On May 13, 2016 the Office of Civil Rights at the federal Department of Health and Human Services (OCR) published a final rule implementing the nondiscrimination provision of the Affordable Care Act (ACA) under Section 1557. This rule states that discrimination based on gender identity is prohibited in health facilities, programs and activities receiving federal funding, as it constitutes a form of sex discrimination banned by the Civil Rights Act of 1964 and Title IX of the Education Amendments of 1972. The rule also states that discrimination based on sex stereotyping is prohibited.
This nondiscrimination regulation offers potent protections to transgender individuals who experience discrimination in health care. Such discrimination is widespread, and has been shown to be a barrier to accessing preventive, routine health care as well as emergency care. While the rule’s coverage of sexual orientation was somewhat less explicit and robust, it could also offer protections for gay, lesbian and bisexual individuals who experience discrimination. In its release accompanying the final rule, OCR stated:
“While the final rule does not resolve whether discrimination on the basis of an individual’s sexual orientation status alone is a form of sex discrimination under Section 1557, the rule makes clear that OCR will evaluate complaints that allege sex discrimination related to an individual’s sexual orientation to determine if they involve the sorts of stereotyping that can be addressed under 1557. HHS supports prohibiting sexual orientation discrimination as a matter of policy and will continue to monitor legal developments on this issue.”
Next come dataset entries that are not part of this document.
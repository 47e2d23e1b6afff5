//! gridwatch core types: scopes, rows, snapshots and diagnostics.

#![forbid(unsafe_code)]

use serde::{Deserialize, Serialize};
use std::collections::BTreeMap;
use std::fmt;
use std::str::FromStr;
use std::sync::Arc;

pub mod columns;
pub mod kind;

pub use kind::ResourceKind;

/// Column key -> typed value for one row.
pub type Fields = BTreeMap<String, serde_json::Value>;

/// Key carried by incoming rows that the core owns itself and never stores as a field.
const TRANSIENT_UPDATED_KEY: &str = "hasUpdated";

/// Subscription scope: which listing a snapshot belongs to.
#[derive(Debug, Clone, PartialEq, Eq, Hash, Serialize, Deserialize)]
pub struct Scope {
    pub config: String,
    pub cluster: String,
    /// Absent and empty both mean all namespaces.
    #[serde(default, deserialize_with = "empty_as_none")]
    pub namespace: Option<String>,
    pub kind: ResourceKind,
}

fn empty_as_none<'de, D: serde::Deserializer<'de>>(d: D) -> Result<Option<String>, D::Error> {
    Ok(Option::<String>::deserialize(d)?.filter(|s| !s.is_empty()))
}

impl Scope {
    pub fn new(config: impl Into<String>, cluster: impl Into<String>, namespace: Option<&str>, kind: ResourceKind) -> Self {
        Self {
            config: config.into(),
            cluster: cluster.into(),
            namespace: namespace.filter(|s| !s.is_empty()).map(|s| s.to_string()),
            kind,
        }
    }

    /// Stable textual key, e.g. `config/cluster/pods@default`.
    pub fn key(&self) -> String {
        match self.namespace.as_deref() {
            Some(ns) => format!("{}/{}/{}@{}", self.config, self.cluster, self.kind, ns),
            None => format!("{}/{}/{}", self.config, self.cluster, self.kind),
        }
    }
}

impl fmt::Display for Scope {
    fn fmt(&self, f: &mut fmt::Formatter<'_>) -> fmt::Result {
        f.write_str(&self.key())
    }
}

#[derive(Debug, Clone, PartialEq, Eq, thiserror::Error)]
pub enum ScopeParseError {
    #[error("scope `{0}`: expected config/cluster/kind[@namespace]")]
    Shape(String),
    #[error("scope `{0}`: empty segment")]
    EmptySegment(String),
}

impl FromStr for Scope {
    type Err = ScopeParseError;

    fn from_str(s: &str) -> Result<Self, Self::Err> {
        let (path, namespace) = match s.split_once('@') {
            Some((p, ns)) => (p, Some(ns)),
            None => (s, None),
        };
        let parts: Vec<&str> = path.split('/').collect();
        match parts.as_slice() {
            [config, cluster, kind] => {
                if config.is_empty() || cluster.is_empty() || kind.is_empty() {
                    return Err(ScopeParseError::EmptySegment(s.to_string()));
                }
                Ok(Scope::new(*config, *cluster, namespace, ResourceKind::from(*kind)))
            }
            _ => Err(ScopeParseError::Shape(s.to_string())),
        }
    }
}

/// Stable row identity: cluster + kind + namespace + name.
#[derive(Debug, Clone, PartialEq, Eq, Hash, PartialOrd, Ord, Serialize, Deserialize)]
#[serde(transparent)]
pub struct RowId(String);

impl RowId {
    pub fn new(scope: &Scope, namespace: Option<&str>, name: &str) -> Self {
        Self(format!("{}/{}/{}/{}", scope.cluster, scope.kind, namespace.unwrap_or(""), name))
    }

    pub fn as_str(&self) -> &str {
        &self.0
    }
}

impl fmt::Display for RowId {
    fn fmt(&self, f: &mut fmt::Formatter<'_>) -> fmt::Result {
        f.write_str(&self.0)
    }
}

/// One resource instance as held by a table.
#[derive(Debug, Clone, PartialEq, Serialize)]
pub struct Row {
    pub id: RowId,
    pub name: String,
    pub namespace: Option<String>,
    /// Replaced as a whole on every content change; never edited in place.
    pub fields: Arc<Fields>,
    /// True only inside the highlight window following a content change.
    pub has_updated: bool,
}

impl Row {
    pub fn get(&self, key: &str) -> Option<&serde_json::Value> {
        self.fields.get(key)
    }

    /// Text of a field as used by filters and facets. Missing fields read as empty.
    pub fn text(&self, key: &str) -> String {
        self.fields.get(key).map(display_text).unwrap_or_default()
    }
}

/// Full, authoritative listing for one scope.
#[derive(Debug, Clone, Serialize, Deserialize)]
pub struct Snapshot {
    pub scope: Scope,
    #[serde(default)]
    pub rows: Vec<serde_json::Value>,
}

#[derive(Debug, Clone, PartialEq, Eq, thiserror::Error, Serialize)]
pub enum RowError {
    #[error("row {index}: not a JSON object")]
    NotAnObject { index: usize },
    #[error("row {index}: missing identity field `name`")]
    MissingIdentity { index: usize },
}

/// Developer-facing diagnostics. Never surfaced to users as failures.
#[derive(Debug, Clone, PartialEq, Eq, Serialize)]
pub enum Diagnostic {
    MalformedRow(RowError),
    UnknownColumnType { column: String, label: String },
}

/// Parse an incoming raw row into a `Row` for `scope`.
pub fn parse_row(scope: &Scope, index: usize, raw: &serde_json::Value) -> Result<Row, RowError> {
    let obj = raw.as_object().ok_or(RowError::NotAnObject { index })?;
    let name = obj
        .get("name")
        .and_then(|v| v.as_str())
        .filter(|s| !s.is_empty())
        .ok_or(RowError::MissingIdentity { index })?
        .to_string();
    let namespace = obj
        .get("namespace")
        .and_then(|v| v.as_str())
        .filter(|s| !s.is_empty())
        .map(|s| s.to_string());
    let fields: Fields = obj
        .iter()
        .filter(|(k, _)| k.as_str() != TRANSIENT_UPDATED_KEY)
        .map(|(k, v)| (k.clone(), v.clone()))
        .collect();
    Ok(Row {
        id: RowId::new(scope, namespace.as_deref(), &name),
        name,
        namespace,
        fields: Arc::new(fields),
        has_updated: false,
    })
}

/// Plain-text form of a field value, the way values are shown in a cell.
///
/// Strings are returned as-is, `null` reads as the literal `null`, arrays are
/// joined with `,` and objects fall back to compact JSON.
pub fn display_text(v: &serde_json::Value) -> String {
    use serde_json::Value;
    match v {
        Value::Null => "null".to_string(),
        Value::Bool(b) => b.to_string(),
        Value::Number(n) => n.to_string(),
        Value::String(s) => s.clone(),
        Value::Array(items) => items.iter().map(display_text).collect::<Vec<_>>().join(","),
        Value::Object(_) => v.to_string(),
    }
}

pub mod prelude {
    pub use super::{display_text, parse_row, Diagnostic, Fields, ResourceKind, Row, RowError, RowId, Scope, Snapshot};
    pub use super::columns::{ColumnDef, ColumnType};
}

#[cfg(test)]
mod tests {
    use super::*;
    use serde_json::json;

    fn scope() -> Scope {
        Scope::new("c", "k", Some("default"), ResourceKind::Pods)
    }

    #[test]
    fn empty_namespace_deserializes_as_all_namespaces() {
        let all = Scope::new("c", "k", None, ResourceKind::Pods);
        let blank: Scope = serde_json::from_value(json!({"config": "c", "cluster": "k", "namespace": "", "kind": "pods"})).unwrap();
        assert_eq!(blank, all);
        let absent: Scope = serde_json::from_value(json!({"config": "c", "cluster": "k", "kind": "pods"})).unwrap();
        assert_eq!(absent, all);
        let null: Scope = serde_json::from_value(json!({"config": "c", "cluster": "k", "namespace": null, "kind": "pods"})).unwrap();
        assert_eq!(null, all);
        let set: Scope = serde_json::from_value(json!({"config": "c", "cluster": "k", "namespace": "default", "kind": "pods"})).unwrap();
        assert_eq!(set, scope());
    }

    #[test]
    fn parse_row_builds_identity_and_drops_transient_flag() {
        let row = parse_row(&scope(), 0, &json!({"name": "nginx-1", "namespace": "default", "hasUpdated": true, "ready": "1/1"})).unwrap();
        assert_eq!(row.id.as_str(), "k/pods/default/nginx-1");
        assert!(!row.has_updated);
        assert!(row.get("hasUpdated").is_none());
        assert_eq!(row.text("ready"), "1/1");
    }

    #[test]
    fn parse_row_rejects_missing_identity() {
        assert_eq!(parse_row(&scope(), 3, &json!({"ready": "1/1"})), Err(RowError::MissingIdentity { index: 3 }));
        assert_eq!(parse_row(&scope(), 1, &json!({"name": ""})), Err(RowError::MissingIdentity { index: 1 }));
        assert_eq!(parse_row(&scope(), 2, &json!("nginx")), Err(RowError::NotAnObject { index: 2 }));
    }

    #[test]
    fn display_text_flattens_values() {
        assert_eq!(display_text(&json!(null)), "null");
        assert_eq!(display_text(&json!(3)), "3");
        assert_eq!(display_text(&json!(["Available", "Progressing"])), "Available,Progressing");
    }

    #[test]
    fn scope_parses_from_path() {
        let s: Scope = "prod/east/pods@default".parse().unwrap();
        assert_eq!(s, scope_with("prod", "east", Some("default")));
        let s: Scope = "prod/east/nodes".parse().unwrap();
        assert_eq!(s.namespace, None);
        assert_eq!(s.kind, ResourceKind::Nodes);
        assert!("prod/pods".parse::<Scope>().is_err());
        assert!("prod//pods".parse::<Scope>().is_err());
    }

    fn scope_with(config: &str, cluster: &str, ns: Option<&str>) -> Scope {
        Scope::new(config, cluster, ns, ResourceKind::Pods)
    }
}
In the final rule, HHS OCR cited a number of recent Equal Employment Opportunity Commission rulings that “discrimination on the basis of sexual orientation necessarily involves sex-based considerations,” and stated:
“For all of these reasons, OCR concludes that Section 1557’s prohibition of discrimination on the basis of sex includes, at a minimum, sex discrimination related to an individual’s sexual orientation where the evidence establishes that the discrimination is based on gender stereotypes. Accordingly, OCR will evaluate complaints alleging sex discrimination related to an individual’s sexual orientation to determine whether they can be addressed under Section 1557. OCR has decided not to resolve in this rule whether discrimination on the basis of an individual’s sexual orientation status alone is a form of sex discrimination under Section 1557. We anticipate that the law will continue to evolve on this issue, and we will continue to monitor legal developments in this area. We will enforce Section 1557 in light of those developments and will consider issuing further guidance on this subject as appropriate.”
In addition to EEOC rulings, a number of federal court rulings have found that sex stereotypes include stereotypical gender roles and the belief that women should only date or marry men, while men should only date or marry women. For instance, in Terveer v. Billington a federal court ruled that a gay man experienced sex discrimination because his “sexual orientation is not consistent with [his supervisor’s] perception of acceptable gender roles” and because his “orientation as homosexual had removed him from [his supervisor’s] preconceived definition of male.”
Given the growing threat posed by state anti-LGBT legislation that targets access to healthcare, it is essential that the federal government further clarify in the near future that anti-gay, lesbian and bisexual discrimination in healthcare is also illegal and unacceptable. We encourage LGBT equality advocates and those working to make health care more affirming and equitable for LGBT patients to encourage gay, lesbian, and bisexual patients who experience discrimination in health care to contact these LGBT legal organizations: Lambda Legal and the ACLU LGBT Rights Project. It is also important to get the word out to the LGBT community and to health care providers across the country about these new federal nondiscrimination requirements.
Rep. Joseph Kennedy III (D-MA) and Rep. Bobby Scott (D-VA) introduced an amendment to the federal Religious Freedom Restoration Act (RFRA) on May 18, 2016. The Do No Harm Act would prohibit RFRA exemptions that would cause third-party harm, and would restore the proper balance between religious liberty, on the one hand, and civil and legal rights, on the other, that were intended to be codified and preserved by the original RFRA. If passed, this amendment would help to ensure that individuals are not forced to follow the religious beliefs of others, putting them at risk of discrimination and harm. We encourage Congress to adopt this legislation.
State government leaders across the U.S. can also take steps to reduce anti-LGBT discrimination in health care by passing nondiscrimination legislation that covers public accommodations, including health care. This would remove an important barrier to LGBT people’s ability to access the quality care they need and deserve.
Sean Cahill, PhD is Director of Health Policy Research at the Fenway Institute and Director of Curriculum and Policy at the National Center for Innovation in HIV Care.